Porém, por outro lado, a pequena distância com o centro da cidade, causou transtornos em boa parte da população. Este por muitas vezes, tirava o sossego das famílias: "...tornando-se com seu apito estridente, questão de vida e morte para seus habitantes." Como frisou em trecho do livro Itabaiana, Sua História - Suas Memórias 1500 - 1975 de Sabiniano Maia.
Prosseguindo com a narrativa do referido livro, de acordo com o jornal local Correio da Manhã de 25 de agosto de 1912 trazia da seguinte maneira: 

"Todas as famílias que moram às margens da linha acordam assombradamente pelo tremor e apitos estridentes. Há poucos o Sr. Francisco Laudelino perdeu o seu filho em consequência desses apitos desmedidos alta noite, e o Dr. Benicio de Carvalho retirou da margem da linha sua família por não suportar por mais tempo semelhante absurdo." 

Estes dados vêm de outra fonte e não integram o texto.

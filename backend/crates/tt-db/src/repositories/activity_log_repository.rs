use crate::Result as DbErrorResult;
use crate::row_mapping;

use tt_core::ActivityLog;

use sqlx::Row;
use uuid::Uuid;

pub struct ActivityLogRepository;

impl ActivityLogRepository {
    pub async fn create<'e, E>(executor: E, log: &ActivityLog) -> DbErrorResult<()>
    where
        E: sqlx::Executor<'e, Database = sqlx::Sqlite>,
    {
        sqlx::query(
            r#"
              INSERT INTO activity_log (
                  id, entity_type, entity_id, action,
                  field_name, old_value, new_value,
                  user_id, timestamp, comment
              ) VALUES (?, ?, ?, ?, ?, ?, ?, ?, ?, ?)
              "#,
        )
        .bind(log.id.to_string())
        .bind(log.entity_type.as_str())
        .bind(log.entity_id.to_string())
        .bind(log.action.as_str())
        .bind(log.field_name.as_deref())
        .bind(log.old_value.as_deref())
        .bind(log.new_value.as_deref())
        .bind(log.user_id.to_string())
        .bind(log.timestamp.timestamp())
        .bind(log.comment.as_deref())
        .execute(executor)
        .await?;

        Ok(())
    }

    /// History of one entity, oldest first.
    pub async fn find_by_entity<'e, E>(
        executor: E,
        entity_type: &str,
        entity_id: Uuid,
    ) -> DbErrorResult<Vec<ActivityLog>>
    where
        E: sqlx::Executor<'e, Database = sqlx::Sqlite>,
    {
        let rows = sqlx::query(
            r#"
              SELECT id, entity_type, entity_id, action,
                     field_name, old_value, new_value,
                     user_id, timestamp, comment
              FROM activity_log
              WHERE entity_type = ? AND entity_id = ?
              ORDER BY timestamp ASC, rowid ASC
              "#,
        )
        .bind(entity_type)
        .bind(entity_id.to_string())
        .fetch_all(executor)
        .await?;

        rows.iter()
            .map(|row| -> DbErrorResult<ActivityLog> {
                Ok(ActivityLog {
                    id: row_mapping::uuid(row, "id")?,
                    entity_type: row.try_get("entity_type")?,
                    entity_id: row_mapping::uuid(row, "entity_id")?,
                    action: row.try_get("action")?,
                    field_name: row.try_get("field_name")?,
                    old_value: row.try_get("old_value")?,
                    new_value: row.try_get("new_value")?,
                    user_id: row_mapping::uuid(row, "user_id")?,
                    timestamp: row_mapping::timestamp(row, "timestamp")?,
                    comment: row.try_get("comment")?,
                })
            })
            .collect()
    }
}
use tt_core::{RateBadge, TimeEntry, TimerState, format_hms, is_overtime};

use chrono::{DateTime, Utc};
use serde::Serialize;
use uuid::Uuid;

/// Read-only view of an open timer at a given instant.
#[derive(Debug, Clone, PartialEq, Serialize)]
pub struct TimeEntrySnapshot {
    pub timer_id: Uuid,
    pub ticket_id: Uuid,
    pub user_id: Uuid,
    pub state: TimerState,
    pub started_at: DateTime<Utc>,
    pub paused_at: Option<DateTime<Utc>>,
    pub pause_reason: Option<String>,
    pub elapsed_seconds: i64,
    pub elapsed_display: String,
    pub rate: RateBadge,
    pub overtime: bool,
    pub work_type: String,
    pub description: Option<String>,
    pub billable: bool,
    pub allow_concurrent: bool,
}

impl TimeEntrySnapshot {
    pub fn capture(entry: &TimeEntry, now: DateTime<Utc>, overtime_threshold_seconds: i64) -> Self {
        let elapsed = entry.elapsed_seconds_at(now);

        Self {
            timer_id: entry.id,
            ticket_id: entry.ticket_id,
            user_id: entry.user_id,
            state: entry.state(),
            started_at: entry.started_at,
            paused_at: entry.paused_at,
            pause_reason: entry.pause_reason.clone(),
            elapsed_seconds: elapsed,
            elapsed_display: format_hms(elapsed),
            rate: RateBadge::recorded(&entry.rate_label, entry.rate_multiplier),
            overtime: is_overtime(elapsed, overtime_threshold_seconds),
            work_type: entry.work_type.clone(),
            description: entry.description.clone(),
            billable: entry.billable,
            allow_concurrent: entry.allow_concurrent,
        }
    }
}
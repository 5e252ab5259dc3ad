use crate::Result as DbErrorResult;
use crate::row_mapping;

use tt_core::TicketComment;

use sqlx::Row;
use uuid::Uuid;

pub struct TicketCommentRepository;

impl TicketCommentRepository {
    pub async fn create<'e, E>(executor: E, comment: &TicketComment) -> DbErrorResult<()>
    where
        E: sqlx::Executor<'e, Database = sqlx::Sqlite>,
    {
        sqlx::query(
            r#"
              INSERT INTO ticket_comments (id, ticket_id, author_id, body, internal, created_at)
              VALUES (?, ?, ?, ?, ?, ?)
              "#,
        )
        .bind(comment.id.to_string())
        .bind(comment.ticket_id.to_string())
        .bind(comment.author_id.to_string())
        .bind(comment.body.as_str())
        .bind(comment.internal)
        .bind(comment.created_at.timestamp())
        .execute(executor)
        .await?;

        Ok(())
    }

    pub async fn find_by_ticket<'e, E>(
        executor: E,
        ticket_id: Uuid,
    ) -> DbErrorResult<Vec<TicketComment>>
    where
        E: sqlx::Executor<'e, Database = sqlx::Sqlite>,
    {
        let rows = sqlx::query(
            r#"
              SELECT id, ticket_id, author_id, body, internal, created_at
              FROM ticket_comments
              WHERE ticket_id = ?
              ORDER BY created_at ASC, rowid ASC
              "#,
        )
        .bind(ticket_id.to_string())
        .fetch_all(executor)
        .await?;

        rows.iter()
            .map(|row| -> DbErrorResult<TicketComment> {
                Ok(TicketComment {
                    id: row_mapping::uuid(row, "id")?,
                    ticket_id: row_mapping::uuid(row, "ticket_id")?,
                    author_id: row_mapping::uuid(row, "author_id")?,
                    body: row.try_get("body")?,
                    internal: row.try_get("internal")?,
                    created_at: row_mapping::timestamp(row, "created_at")?,
                })
            })
            .collect()
    }
}
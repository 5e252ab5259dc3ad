use tt_core::{
    ActivityLog, BillingFigures, EntryStatus, RateBadge, TicketComment, TimeEntry,
    compute_billing,
};

use chrono::{DateTime, Duration, TimeZone, Utc};
use rust_decimal::Decimal;
use uuid::Uuid;

pub fn at(hour: u32, minute: u32) -> DateTime<Utc> {
    Utc.with_ymd_and_hms(2026, 10, 14, hour, minute, 0)
        .single()
        .expect("valid fixture timestamp")
}

/// Creates a running timer started at `started_at`
pub fn create_running_timer(
    company_id: Uuid,
    ticket_id: Uuid,
    user_id: Uuid,
    started_at: DateTime<Utc>,
) -> TimeEntry {
    let mut entry = TimeEntry::start_timer(
        company_id,
        ticket_id,
        user_id,
        started_at,
        &RateBadge::standard(),
    );
    entry.hourly_rate = Decimal::new(100, 0);
    entry
}

/// Creates a one-hour timer that has already been stopped and submitted
pub fn create_stopped_timer(
    company_id: Uuid,
    ticket_id: Uuid,
    user_id: Uuid,
    started_at: DateTime<Utc>,
) -> TimeEntry {
    let mut entry = create_running_timer(company_id, ticket_id, user_id, started_at);
    entry
        .close(started_at + Duration::hours(1))
        .expect("running timer closes");
    let figures: BillingFigures = compute_billing(
        3600,
        entry.hourly_rate,
        entry.rate_multiplier,
        entry.billable,
        Decimal::new(25, 2),
    );
    entry.apply_billing(&figures);
    entry.description = Some("Replaced toner cartridge".to_string());
    entry.status = EntryStatus::Submitted;
    entry
}

pub fn create_test_activity_log(entity_id: Uuid, user_id: Uuid, minute: u32) -> ActivityLog {
    ActivityLog::time_entry(entity_id, "started", user_id, at(9, minute))
}

pub fn create_test_comment(ticket_id: Uuid, author_id: Uuid, minute: u32) -> TicketComment {
    TicketComment::internal_note(
        ticket_id,
        author_id,
        format!("Time logged at minute {}", minute),
        at(11, minute),
    )
}
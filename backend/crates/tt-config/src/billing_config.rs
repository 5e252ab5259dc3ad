use crate::{ConfigError, ConfigErrorResult};

use std::collections::HashMap;

use serde::Deserialize;

pub const MAX_HOURLY_RATE: f64 = 100_000.0;
pub const MAX_ROUNDING_INCREMENT_HOURS: f64 = 1.0;

#[derive(Debug, Clone, Deserialize)]
#[serde(default)]
pub struct BillingConfig {
    pub default_hourly_rate: f64,
    /// Hourly rate overrides keyed by work type
    pub work_type_rates: HashMap<String, f64>,
    /// Billed hours are rounded to the nearest multiple of this; 0 disables rounding
    pub rounding_increment_hours: f64,
}

impl Default for BillingConfig {
    fn default() -> Self {
        Self {
            default_hourly_rate: 100.0,
            work_type_rates: HashMap::new(),
            rounding_increment_hours: 0.25,
        }
    }
}

impl BillingConfig {
    pub fn validate(&self) -> ConfigErrorResult<()> {
        Self::validate_rate("billing.default_hourly_rate", self.default_hourly_rate)?;

        for (work_type, rate) in &self.work_type_rates {
            Self::validate_rate(&format!("billing.work_type_rates.{}", work_type), *rate)?;
        }

        if !self.rounding_increment_hours.is_finite()
            || self.rounding_increment_hours < 0.0
            || self.rounding_increment_hours > MAX_ROUNDING_INCREMENT_HOURS
        {
            return Err(ConfigError::billing(format!(
                "billing.rounding_increment_hours must be 0-{}, got {}",
                MAX_ROUNDING_INCREMENT_HOURS, self.rounding_increment_hours
            )));
        }

        Ok(())
    }

    /// Hourly rate for a work type, falling back to the default rate.
    pub fn hourly_rate_for(&self, work_type: &str) -> f64 {
        self.work_type_rates
            .get(work_type)
            .copied()
            .unwrap_or(self.default_hourly_rate)
    }

    fn validate_rate(field: &str, rate: f64) -> ConfigErrorResult<()> {
        if !rate.is_finite() || !(0.0..=MAX_HOURLY_RATE).contains(&rate) {
            return Err(ConfigError::billing(format!(
                "{} must be 0-{}, got {}",
                field, MAX_HOURLY_RATE, rate
            )));
        }
        Ok(())
    }
}
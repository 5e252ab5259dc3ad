//! tt - ticket time tracking
//!
//! Runs timers against a company's local database and prints JSON.
//!
//! # Examples
//!
//! ```bash
//! # Register a ticket and start working on it
//! tt --company <uuid> --user <uuid> ticket add --subject "Printer offline" --priority high
//! tt --company <uuid> --user <uuid> start <ticket-id> --work-type remote_support
//!
//! # Check the billing before stopping
//! tt stop <timer-id> --preview --pretty
//! tt stop <timer-id> --description "Replaced fuser unit"
//! ```

use tt_cli::{Cli, Result as CliResult, Session, execute, logger};
use tt_config::Config;
use tt_db::{PoolSettings, TenantConnectionManager};
use tt_engine::{EngineSettings, SqliteTicketGateway, SystemClock, TimerService};

use std::process::ExitCode;
use std::sync::Arc;
use std::time::Duration;

use clap::Parser;
use serde_json::Value;

#[tokio::main]
async fn main() -> ExitCode {
    dotenvy::dotenv().ok();
    let cli = Cli::parse();
    let pretty = cli.pretty;

    match run(cli).await {
        Ok(value) => {
            let output = if pretty {
                serde_json::to_string_pretty(&value)
            } else {
                serde_json::to_string(&value)
            };

            match output {
                Ok(json) => {
                    println!("{}", json);
                    ExitCode::SUCCESS
                }
                Err(e) => {
                    eprintln!("Error serializing response: {}", e);
                    ExitCode::FAILURE
                }
            }
        }
        Err(e) => {
            eprintln!("Error [{}]: {}", e.error_code(), e);
            ExitCode::FAILURE
        }
    }
}

async fn run(cli: Cli) -> CliResult<Value> {
    let config = Config::load()?;
    config.validate()?;

    logger::initialize(
        config.logging.level,
        config.log_file_path()?,
        config.logging.colored,
    )?;
    if cli.verbose {
        config.log_summary();
    }

    let session = Session::resolve(cli.company, cli.user)?;

    let manager = TenantConnectionManager::new(
        config.database_dir()?,
        PoolSettings {
            max_connections: config.database.max_connections,
            busy_timeout: Duration::from_millis(config.database.busy_timeout_ms),
        },
    );
    let pool = manager.get_pool(session.company_id).await?;

    let settings = EngineSettings::from_config(&config)?;
    let service = TimerService::new(
        pool.clone(),
        Arc::new(SqliteTicketGateway::new(pool)),
        Arc::new(SystemClock),
        settings,
    );

    let result = execute(&service, &session, cli.command).await;
    manager.close_all().await;
    result
}
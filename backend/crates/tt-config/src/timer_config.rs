use crate::{ConfigError, ConfigErrorResult};

use serde::Deserialize;

pub const MIN_DESCRIPTION_LENGTH: usize = 1;
pub const MAX_DESCRIPTION_LENGTH: usize = 10000;
pub const DEFAULT_MIN_DESCRIPTION_LENGTH: usize = 5;
pub const DEFAULT_MAX_DESCRIPTION_LENGTH: usize = 5000;

pub const MAX_PAUSE_REASON_LENGTH: usize = 500;

pub const MIN_OVERTIME_HOURS: u32 = 1;
pub const MAX_OVERTIME_HOURS: u32 = 72;
pub const DEFAULT_OVERTIME_HOURS: u32 = 8;

#[derive(Debug, Clone, Deserialize)]
#[serde(default)]
pub struct TimerConfig {
    /// Minimum characters in a stop description
    pub min_description_length: usize,
    pub max_description_length: usize,
    /// Accepted work type classifications
    pub work_types: Vec<String>,
    /// Work type preselected when a timer starts
    pub default_work_type: String,
    /// Elapsed hours after which surfaces flag a timer as overtime
    pub overtime_hours: u32,
    /// Leave an internal note on the ticket when a timer stops, unless the caller says otherwise
    pub comment_on_stop: bool,
}

impl Default for TimerConfig {
    fn default() -> Self {
        Self {
            min_description_length: DEFAULT_MIN_DESCRIPTION_LENGTH,
            max_description_length: DEFAULT_MAX_DESCRIPTION_LENGTH,
            work_types: [
                "general_support",
                "remote_support",
                "onsite_support",
                "project_work",
                "maintenance",
                "consulting",
                "emergency",
                "travel",
            ]
            .iter()
            .map(|w| w.to_string())
            .collect(),
            default_work_type: String::from("general_support"),
            overtime_hours: DEFAULT_OVERTIME_HOURS,
            comment_on_stop: true,
        }
    }
}

impl TimerConfig {
    pub fn validate(&self) -> ConfigErrorResult<()> {
        if self.min_description_length < MIN_DESCRIPTION_LENGTH
            || self.min_description_length > self.max_description_length
        {
            return Err(ConfigError::timer(format!(
                "timer.min_description_length must be {}-{}, got {}",
                MIN_DESCRIPTION_LENGTH, self.max_description_length, self.min_description_length
            )));
        }

        if self.max_description_length > MAX_DESCRIPTION_LENGTH {
            return Err(ConfigError::timer(format!(
                "timer.max_description_length must be at most {}, got {}",
                MAX_DESCRIPTION_LENGTH, self.max_description_length
            )));
        }

        if self.work_types.is_empty() {
            return Err(ConfigError::timer("timer.work_types cannot be empty"));
        }

        if !self.work_types.contains(&self.default_work_type) {
            return Err(ConfigError::timer(format!(
                "timer.default_work_type '{}' is not listed in timer.work_types",
                self.default_work_type
            )));
        }

        if !(MIN_OVERTIME_HOURS..=MAX_OVERTIME_HOURS).contains(&self.overtime_hours) {
            return Err(ConfigError::timer(format!(
                "timer.overtime_hours must be {}-{}, got {}",
                MIN_OVERTIME_HOURS, MAX_OVERTIME_HOURS, self.overtime_hours
            )));
        }

        Ok(())
    }

    pub fn is_known_work_type(&self, work_type: &str) -> bool {
        self.work_types.iter().any(|w| w == work_type)
    }
}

Realmente era uma situação complicada para inúmeras famílias. Era um preço que famílias inteiras iria pagar. O transporte ferroviário trouxe incontáveis benefícios a Itabaiana, mas em contrapartida, também, estava o terrível incomodo que o transporte causava. 
O fator principal foi ter construído a linha no perímetro urbano, caso os engenheiros na época tivessem construído a estação um pouco mais afastado do centro, estes aborrecimentos por grande parte da população seriam sanados. 
Mas para "alívio" da população, anos mais tarde fora construída uma estação no local chamado Triângulo, onde partiam os ramais para Campina Grande (a partir de 1907), João Pessoa e para Recife. Fato este que amenizou em parte as constantes reclamações, já que o Triângulo ficava em um espaço amplo para manobras e afastado do centro da cidade. 
Por mais de sessenta anos, a velha estação serviu honrosamente a população de Itabaiana, sendo fechada na década de 1960, para não mais voltar. Apenas no Triângulo os passageiros puderam pegar trens em destino as localidades diversas onde a malha ferroviária era contemplada. 
Desde o início da década de 2010 o ramal foi abandonado, não trafegando mais trens de carga pelo outrora movimentadíssimo complexo. Hoje regalada apenas as memórias dos mais entusiastas.
A estação ficou tempos fechada, serviu de depósito, serralharia e há mais ou menos uns 10 anos, a velha estação foi adquirida para a instalação de um hotel, chamado de Hotel Estação Velha. Passou por ampliações e alterações longo dos anos, mas ainda conserva grande parte da estrutura original. 

Fonte: Itabaiana, Sua História - Suas Memórias 1500 - 1975,  Sabiniano Maia, João Pessoa, 1976.

Estação de Itabaiana no ano de 1959. Na época a estação se chamava "Tabaiana". Fonte: Revista Manchete, 1959.

Composição de passageiros chegando a estação de Itabaiana tracionada pela locomotiva do tipo mogul da North British número 258. Fonte: Revista Manchete, 1959.

Composição de passageiros tracionada pela locomotiva número 270, ao longo da estação de Itabaiana na década de 1950. Fonte: Estações Ferroviárias do Brasil.

Aspecto da estação há cerca de 10 anos atrás, transformada no Hotel Estação Velha. Notar os resquícios da plataforma ao centro.

Atual Hotel Estação Velha. A estação apesar das reformas e alterações ao longo dos anos, ainda guarda boa parte da arquitetura original da primeira década do século XX. Notar no canto esquerdo restos da antiga plataforma central.

Janela da estação ainda guarda sua originalidade do início do século XX. Atual Hotel Estação Velha.